Task to carry out — Among the entries, find the lines with the string "seen" and report them.

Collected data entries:
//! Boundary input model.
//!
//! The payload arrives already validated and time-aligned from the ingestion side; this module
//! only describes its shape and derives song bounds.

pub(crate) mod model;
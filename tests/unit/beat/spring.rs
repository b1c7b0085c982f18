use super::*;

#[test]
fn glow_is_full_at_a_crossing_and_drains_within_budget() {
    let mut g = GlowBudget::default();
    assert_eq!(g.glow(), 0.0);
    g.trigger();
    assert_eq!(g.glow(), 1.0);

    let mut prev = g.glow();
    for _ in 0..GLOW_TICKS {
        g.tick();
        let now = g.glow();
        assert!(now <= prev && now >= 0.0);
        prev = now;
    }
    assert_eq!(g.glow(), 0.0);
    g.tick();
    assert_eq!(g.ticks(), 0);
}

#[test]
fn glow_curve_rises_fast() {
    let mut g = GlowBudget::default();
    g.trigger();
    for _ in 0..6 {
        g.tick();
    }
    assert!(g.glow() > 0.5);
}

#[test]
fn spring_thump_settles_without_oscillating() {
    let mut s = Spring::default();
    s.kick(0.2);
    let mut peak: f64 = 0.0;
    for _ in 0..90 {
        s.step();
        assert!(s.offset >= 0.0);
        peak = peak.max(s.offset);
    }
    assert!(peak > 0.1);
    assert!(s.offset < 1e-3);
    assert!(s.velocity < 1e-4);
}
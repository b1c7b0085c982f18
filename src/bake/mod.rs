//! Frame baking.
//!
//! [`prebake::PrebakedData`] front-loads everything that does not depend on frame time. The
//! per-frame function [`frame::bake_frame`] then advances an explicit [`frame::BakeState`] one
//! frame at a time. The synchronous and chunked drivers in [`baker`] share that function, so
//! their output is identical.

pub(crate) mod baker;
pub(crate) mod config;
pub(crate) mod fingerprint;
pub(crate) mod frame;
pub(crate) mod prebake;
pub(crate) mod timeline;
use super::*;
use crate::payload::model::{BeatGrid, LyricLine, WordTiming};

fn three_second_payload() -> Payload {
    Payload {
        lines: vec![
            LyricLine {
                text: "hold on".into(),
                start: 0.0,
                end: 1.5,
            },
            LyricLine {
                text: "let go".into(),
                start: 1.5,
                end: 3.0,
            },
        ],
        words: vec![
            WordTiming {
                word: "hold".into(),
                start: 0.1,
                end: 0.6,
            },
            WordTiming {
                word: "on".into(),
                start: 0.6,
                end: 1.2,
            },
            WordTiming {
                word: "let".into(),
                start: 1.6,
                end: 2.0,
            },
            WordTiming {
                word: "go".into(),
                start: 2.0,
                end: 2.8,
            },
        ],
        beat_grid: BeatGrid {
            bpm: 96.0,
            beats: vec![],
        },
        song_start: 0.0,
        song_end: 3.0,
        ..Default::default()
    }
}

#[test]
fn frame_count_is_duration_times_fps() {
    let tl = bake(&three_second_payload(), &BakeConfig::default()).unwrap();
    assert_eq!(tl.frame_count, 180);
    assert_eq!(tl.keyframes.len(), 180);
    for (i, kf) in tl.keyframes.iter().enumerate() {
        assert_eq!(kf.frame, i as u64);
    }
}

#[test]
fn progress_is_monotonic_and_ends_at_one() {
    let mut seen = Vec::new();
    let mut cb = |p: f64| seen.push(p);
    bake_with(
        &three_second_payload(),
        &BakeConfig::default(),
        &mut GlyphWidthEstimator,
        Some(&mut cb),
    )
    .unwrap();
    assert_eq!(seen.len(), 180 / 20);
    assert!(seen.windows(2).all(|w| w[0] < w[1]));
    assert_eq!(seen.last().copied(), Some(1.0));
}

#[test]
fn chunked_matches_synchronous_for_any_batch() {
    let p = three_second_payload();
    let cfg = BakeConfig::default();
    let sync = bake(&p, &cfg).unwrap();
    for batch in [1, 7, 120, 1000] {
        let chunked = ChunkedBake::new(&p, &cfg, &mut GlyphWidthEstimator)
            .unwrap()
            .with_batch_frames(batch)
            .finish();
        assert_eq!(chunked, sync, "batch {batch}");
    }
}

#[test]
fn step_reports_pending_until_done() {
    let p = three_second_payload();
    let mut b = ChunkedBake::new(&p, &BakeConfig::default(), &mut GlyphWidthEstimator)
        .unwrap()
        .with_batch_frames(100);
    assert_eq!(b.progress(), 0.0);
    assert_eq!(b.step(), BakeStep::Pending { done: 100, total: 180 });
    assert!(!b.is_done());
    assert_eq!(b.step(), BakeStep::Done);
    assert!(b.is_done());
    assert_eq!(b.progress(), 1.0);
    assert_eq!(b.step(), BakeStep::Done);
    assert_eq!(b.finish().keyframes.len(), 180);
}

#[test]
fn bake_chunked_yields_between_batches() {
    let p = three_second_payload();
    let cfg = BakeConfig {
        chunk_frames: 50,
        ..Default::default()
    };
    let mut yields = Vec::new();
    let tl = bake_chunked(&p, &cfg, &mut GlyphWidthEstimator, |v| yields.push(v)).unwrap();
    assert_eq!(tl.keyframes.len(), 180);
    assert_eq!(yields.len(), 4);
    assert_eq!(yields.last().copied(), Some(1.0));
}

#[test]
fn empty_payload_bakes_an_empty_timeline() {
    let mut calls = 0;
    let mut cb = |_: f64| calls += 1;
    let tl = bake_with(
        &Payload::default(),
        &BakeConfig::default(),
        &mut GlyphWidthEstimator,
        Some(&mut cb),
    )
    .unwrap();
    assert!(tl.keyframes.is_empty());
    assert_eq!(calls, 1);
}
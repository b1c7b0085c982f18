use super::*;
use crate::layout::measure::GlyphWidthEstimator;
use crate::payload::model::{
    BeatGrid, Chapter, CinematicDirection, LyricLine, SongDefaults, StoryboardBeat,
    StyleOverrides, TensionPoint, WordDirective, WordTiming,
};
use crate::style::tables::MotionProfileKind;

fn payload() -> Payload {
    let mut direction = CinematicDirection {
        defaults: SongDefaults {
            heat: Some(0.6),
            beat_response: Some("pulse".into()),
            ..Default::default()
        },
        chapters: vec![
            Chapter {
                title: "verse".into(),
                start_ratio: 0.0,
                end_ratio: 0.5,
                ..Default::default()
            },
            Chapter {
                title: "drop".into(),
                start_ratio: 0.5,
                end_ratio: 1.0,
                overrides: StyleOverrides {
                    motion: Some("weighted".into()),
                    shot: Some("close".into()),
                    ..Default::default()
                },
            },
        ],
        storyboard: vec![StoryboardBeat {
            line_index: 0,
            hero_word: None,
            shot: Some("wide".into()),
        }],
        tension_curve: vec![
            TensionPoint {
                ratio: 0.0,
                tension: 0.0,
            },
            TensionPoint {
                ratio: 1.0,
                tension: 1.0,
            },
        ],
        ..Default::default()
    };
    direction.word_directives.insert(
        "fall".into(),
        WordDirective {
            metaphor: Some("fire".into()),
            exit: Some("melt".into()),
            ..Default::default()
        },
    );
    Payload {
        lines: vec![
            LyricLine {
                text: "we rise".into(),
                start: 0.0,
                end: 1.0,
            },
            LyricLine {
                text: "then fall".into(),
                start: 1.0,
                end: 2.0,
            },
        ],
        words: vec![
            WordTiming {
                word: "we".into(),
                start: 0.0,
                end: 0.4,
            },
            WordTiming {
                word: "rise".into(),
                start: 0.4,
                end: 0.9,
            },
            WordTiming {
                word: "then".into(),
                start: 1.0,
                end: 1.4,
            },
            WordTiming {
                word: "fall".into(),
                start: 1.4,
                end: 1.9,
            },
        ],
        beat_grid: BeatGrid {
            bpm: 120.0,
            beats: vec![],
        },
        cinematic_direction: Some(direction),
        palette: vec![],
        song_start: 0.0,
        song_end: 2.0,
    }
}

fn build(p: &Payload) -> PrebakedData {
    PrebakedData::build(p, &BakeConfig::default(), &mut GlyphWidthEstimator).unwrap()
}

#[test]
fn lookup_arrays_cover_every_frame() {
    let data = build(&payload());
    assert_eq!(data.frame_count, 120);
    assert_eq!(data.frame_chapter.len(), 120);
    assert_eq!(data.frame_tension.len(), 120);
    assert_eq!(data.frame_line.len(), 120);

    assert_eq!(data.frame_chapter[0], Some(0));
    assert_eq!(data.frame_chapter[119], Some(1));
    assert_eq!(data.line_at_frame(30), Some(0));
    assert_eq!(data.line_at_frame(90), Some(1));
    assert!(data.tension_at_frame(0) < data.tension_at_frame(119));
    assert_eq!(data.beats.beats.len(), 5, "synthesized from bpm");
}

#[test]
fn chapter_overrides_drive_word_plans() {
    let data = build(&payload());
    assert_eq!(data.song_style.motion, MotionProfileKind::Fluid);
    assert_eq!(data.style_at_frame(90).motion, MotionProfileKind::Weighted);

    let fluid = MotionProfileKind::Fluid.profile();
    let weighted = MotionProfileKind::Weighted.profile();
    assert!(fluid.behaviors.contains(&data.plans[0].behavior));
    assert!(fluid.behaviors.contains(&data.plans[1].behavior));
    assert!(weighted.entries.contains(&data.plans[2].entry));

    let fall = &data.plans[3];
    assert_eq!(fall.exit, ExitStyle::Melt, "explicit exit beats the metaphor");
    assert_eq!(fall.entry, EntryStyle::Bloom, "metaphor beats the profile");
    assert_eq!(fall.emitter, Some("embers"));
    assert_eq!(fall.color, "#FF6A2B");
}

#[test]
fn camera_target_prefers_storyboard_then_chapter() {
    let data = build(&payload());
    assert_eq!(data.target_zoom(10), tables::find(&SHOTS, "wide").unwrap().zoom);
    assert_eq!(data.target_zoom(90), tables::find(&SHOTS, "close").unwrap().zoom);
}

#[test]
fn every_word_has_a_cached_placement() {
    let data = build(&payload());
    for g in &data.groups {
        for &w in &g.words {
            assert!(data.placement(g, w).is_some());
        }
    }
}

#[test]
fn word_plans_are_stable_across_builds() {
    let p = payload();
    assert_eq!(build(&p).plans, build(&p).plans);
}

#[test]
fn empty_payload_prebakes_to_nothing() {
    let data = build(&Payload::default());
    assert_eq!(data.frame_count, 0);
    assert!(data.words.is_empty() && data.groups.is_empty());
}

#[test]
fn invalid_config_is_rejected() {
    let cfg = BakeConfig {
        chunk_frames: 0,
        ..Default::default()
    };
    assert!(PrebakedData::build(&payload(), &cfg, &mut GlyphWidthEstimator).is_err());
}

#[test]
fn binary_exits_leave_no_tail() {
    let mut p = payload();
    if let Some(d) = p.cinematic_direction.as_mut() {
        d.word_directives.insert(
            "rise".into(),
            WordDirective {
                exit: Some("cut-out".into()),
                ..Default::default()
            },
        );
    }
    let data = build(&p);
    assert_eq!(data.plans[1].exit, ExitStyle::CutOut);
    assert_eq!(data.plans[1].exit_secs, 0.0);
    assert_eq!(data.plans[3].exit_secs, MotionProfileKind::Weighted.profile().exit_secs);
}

Response area —
    let mut seen = Vec::new();
    let mut cb = |p: f64| seen.push(p);
    assert_eq!(seen.len(), 180 / 20);
    assert!(seen.windows(2).all(|w| w[0] < w[1]));
    assert_eq!(seen.last().copied(), Some(1.0));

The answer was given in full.